We speak of those who are cold, not very compassionate and may even seem indolent. These are people who have such a hard heart, that few emotions reach beyond their borders and transcend the layer of consciousness. We refer to steel hearts.
To the eyes that do not cry, to the lips that do not usually smile, to the hands that do not touch. To those who never abandon their role as spectators, those who give the impression that nothing that happens implies or cares about them. So fragile, although they appear to be so strong …
“Sometimes we put on a breastplate, believing that in that way we will not feel pain, but we do not see that by isolating ourselves we are hurting ourselves.”
How are steel hearts?
When we speak of “hearts of steel” we emphasize those who have difficulty expressing what they feel. We show you some of its features:
- Assumption. They may come to believe that others should know how they feel. So, stop showing it.
- They can be perfectionists. These are subjects who find it hard to admit that they make mistakes. And showing weakness is part of it.
- Low self-esteem. It generates inability to show feelings, because they feel so unworthy that they think it is not worth expressing themselves.
- Fear. It can be people who are afraid to face conflicts and show their emotions.
- Catastrophic thinking. They may think that everything is lost. So, why do more?
- Ignorance. These people may not know how to communicate.
- Shy. There are people who still feel the desire to share what happens to them, are restrained by the anxiety caused by the fact of starting to walk on land they do not know.
- Protection. People with steel hearts may be hiding what they feel to protect themselves.
- They use it as a defense mechanism against the possibility of being vulnerable.
- Difficulty to feel. It means that they find it hard to listen to each other, which makes it difficult for them to determine how they are doing.
Each person is a world, in it is its authenticity. People with steel hearts can count on one or more of these characteristics. The common denominator of all is that they are not able to open a space for emotions.
However, the fact that they do not express emotions does not mean that they do not feel them. Steel heart people feel, the problem is that they do not know or do not want to communicate it. The mechanisms by which this happens can be conscious or not.
How do steel hearts act?
These types of people can show themselves to others as very strong, or very distant. Then, it gives the impression that they are insensitive.
However, there may be people who are as cold as icebergs, so much so that they do not even have compassion or generate empathy with the other. It is about people with psychopathy. But, not all steel hearts are. As we have explained before, some are like that because of shyness, fear, perfection, etc.
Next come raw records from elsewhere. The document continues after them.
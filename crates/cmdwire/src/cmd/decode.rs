use cmdwire_decoder::decode_with_config;

use crate::cmd::{Context, DecodeArgs};
use crate::exit::{decode_error, io_error, usage_error, CliError, CliResult, INTERNAL, SUCCESS};
use crate::output::print_command;

pub fn run(args: DecodeArgs, ctx: &Context) -> CliResult<i32> {
    let buffer = read_buffer(&args)?;
    let table = ctx.load_table()?;

    let command = decode_with_config(&table, &buffer, &ctx.decoder_config())
        .map_err(|err| decode_error("decode", err))?;
    let descriptor = table.lookup(command.identity).ok_or_else(|| {
        CliError::new(INTERNAL, format!("descriptor for {} vanished", command.identity))
    })?;

    print_command(&command, descriptor, None, ctx.format);
    Ok(SUCCESS)
}

fn read_buffer(args: &DecodeArgs) -> CliResult<Vec<u8>> {
    if let Some(path) = &args.file {
        return std::fs::read(path).map_err(|err| io_error(&format!("read {}", path.display()), err));
    }

    let text = args.hex.as_deref().unwrap_or_default();
    parse_hex(text)
}

fn parse_hex(text: &str) -> CliResult<Vec<u8>> {
    let digits: String = text.split_whitespace().collect();
    let digits = digits
        .strip_prefix("0x")
        .or_else(|| digits.strip_prefix("0X"))
        .unwrap_or(digits.as_str());
    hex::decode(digits).map_err(|err| usage_error(format!("invalid --hex value: {err}")))
}
use std::fmt;
use std::io;

use cmdwire_decoder::DecodeError;
use cmdwire_frame::FrameError;
use cmdwire_table::TableError;

pub const SUCCESS: i32 = 0;
pub const FAILURE: i32 = 1;
pub const DATA_INVALID: i32 = 60;
pub const USAGE: i32 = 64;
pub const INTERNAL: i32 = 125;

pub type CliResult<T> = Result<T, CliError>;

#[derive(Debug)]
pub struct CliError {
    pub code: i32,
    pub message: String,
}

impl CliError {
    pub fn new(code: i32, message: impl Into<String>) -> Self {
        Self {
            code,
            message: message.into(),
        }
    }
}

impl fmt::Display for CliError {
    fn fmt(&self, f: &mut fmt::Formatter<'_>) -> fmt::Result {
        write!(f, "{}", self.message)
    }
}

impl std::error::Error for CliError {}

pub fn io_error(context: &str, err: io::Error) -> CliError {
    let code = match err.kind() {
        io::ErrorKind::NotFound | io::ErrorKind::PermissionDenied => FAILURE,
        io::ErrorKind::InvalidData | io::ErrorKind::UnexpectedEof => DATA_INVALID,
        _ => INTERNAL,
    };
    CliError::new(code, format!("{context}: {err}"))
}

pub fn frame_error(context: &str, err: FrameError) -> CliError {
    match err {
        FrameError::Io(source) => io_error(context, source),
        FrameError::InvalidSize { .. }
        | FrameError::InvalidDataType(_)
        | FrameError::PayloadTooLarge { .. }
        | FrameError::ConnectionClosed => CliError::new(DATA_INVALID, format!("{context}: {err}")),
    }
}

pub fn table_error(context: &str, err: TableError) -> CliError {
    match err {
        TableError::LoadFailed(_) => CliError::new(FAILURE, format!("{context}: {err}")),
        TableError::UnknownName(_) => CliError::new(USAGE, format!("{context}: {err}")),
        other => CliError::new(DATA_INVALID, format!("{context}: {other}")),
    }
}

pub fn decode_error(context: &str, err: DecodeError) -> CliError {
    CliError::new(DATA_INVALID, format!("{context}: {err}"))
}

pub fn usage_error(message: impl Into<String>) -> CliError {
    CliError::new(USAGE, message)
}

#[cfg(test)]
mod tests {
    use cmdwire_table::CommandIdentity;

    use super::*;

    #[test]
    fn decode_errors_are_data_invalid() {
        let err = decode_error(
            "decode",
            DecodeError::UnknownCommand(CommandIdentity::new(9, 9, 9)),
        );
        assert_eq!(err.code, DATA_INVALID);
        assert_eq!(err.to_string(), "decode: unknown command 9.9.9");
    }

    #[test]
    fn missing_table_file_is_failure() {
        let err = table_error("load table", TableError::LoadFailed("gone".into()));
        assert_eq!(err.code, FAILURE);
    }

    #[test]
    fn truncated_envelope_is_data_invalid() {
        assert_eq!(
            frame_error("read", FrameError::ConnectionClosed).code,
            DATA_INVALID
        );
        let io = FrameError::Io(io::Error::new(io::ErrorKind::Other, "boom"));
        assert_eq!(frame_error("read", io).code, INTERNAL);
    }
}
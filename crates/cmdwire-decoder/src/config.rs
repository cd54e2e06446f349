use cmdwire_frame::ByteOrder;

/// Controls how command buffers are decoded.
#[derive(Debug, Clone, Copy, Default, PartialEq, Eq)]
pub struct DecoderConfig {
    /// Byte order of the header's command id and every multi-byte argument.
    pub byte_order: ByteOrder,
    /// When true, bytes left after the last argument fail the decode with
    /// `DecodeError::TrailingBytes`. Default: tolerated, since newer senders
    /// may append arguments.
    pub reject_trailing_bytes: bool,
}

impl DecoderConfig {
    /// Strict decoding: trailing bytes are an error.
    pub fn strict() -> Self {
        Self {
            reject_trailing_bytes: true,
            ..Self::default()
        }
    }
}
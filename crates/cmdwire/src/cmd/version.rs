use crate::cmd::VersionArgs;
use crate::exit::{CliResult, SUCCESS};

pub fn run(args: VersionArgs) -> CliResult<i32> {
    if !args.extended {
        println!("cmdwire {}", env!("CARGO_PKG_VERSION"));
        return Ok(SUCCESS);
    }

    let table = cmdwire_table::builtin_shared();
    println!("name: cmdwire");
    println!("version: {}", env!("CARGO_PKG_VERSION"));
    println!(
        "target: {}",
        option_env!("CMDWIRE_BUILD_TARGET").unwrap_or("unknown")
    );
    println!(
        "profile: {}",
        option_env!("CMDWIRE_BUILD_PROFILE").unwrap_or("unknown")
    );
    println!("target_os: {}", std::env::consts::OS);
    println!("target_arch: {}", std::env::consts::ARCH);
    println!(
        "builtin_table: {} commands in {} features",
        table.len(),
        table.features().len()
    );

    Ok(SUCCESS)
}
Manage emotions, how to do it?
It is important to learn to manage emotions. Why? In this way he is more assertive in relationships with himself, and with others. Let’s see how to do it:
- Accept our feelings. Recognizing our emotions and accepting that we have them will help us grow and know ourselves better.
- Focus on self-esteem. When we recognize the value we have, we realize how important we are. This will help us know that our emotions are too. Then, we can focus our attention on them when necessary to grow as people and improve our relationships.
- Release. Sometimes, when shyness governs us, we lock ourselves in a prison and throw away the key for that anxiety caused by the encounter with the other.
- Face fears. We may be afraid, but it is important that apart from recognizing it, we understand why it arises and let it go out. Thus, it will be easier to express what we feel.
- In addition, if we leave aside what they will say or our assumptions about how others will react or how they should react, it will be easier to live authentic moments and express ourselves without pressure.
- Try expressing emotions. When we take a good part of our life without showing what we feel, making it seem like a very difficult matter. So, to soften the slope, we can start doing it with understanding people very close to us, this will facilitate the task.
- Self-knowledge. If we know how we are, it will be easier to identify our emotions and express them in an assertive way.
- Emotions are a whole world. Managing them is not a simple matter, however, nor an impossible challenge. The essential thing is to recognize them, live them, know how to express them and what are the appropriate moments for it.
We are not all equal, therefore each one expresses them in a way; Although at first it may seem innocent, this accumulation of feelings can overwhelm us.
Benefits of leaving “steel hearts” aside
When we talk about leaving steel hearts aside, we are not referring to people, but to those rigid and cold hearts with which we sometimes count. Doing so will bring us great benefits. Let’s see which:
- Reduce anxiety
- Increase empathy.
- It reduces stress.
- It favors that they know us more.
- Increase self-knowledge
- Strengthen relationships with others and with us.
- Improve our self-esteem
- Assertive communication is favored.
Certainly, to have these benefits, it is also appropriate that we have from small educational practices that make us more aware of our emotions. This is what Arís Redo suggests in his article for the magazine Comunicación Vivat Academia, in which he explains the importance of emotional education for both teachers and students.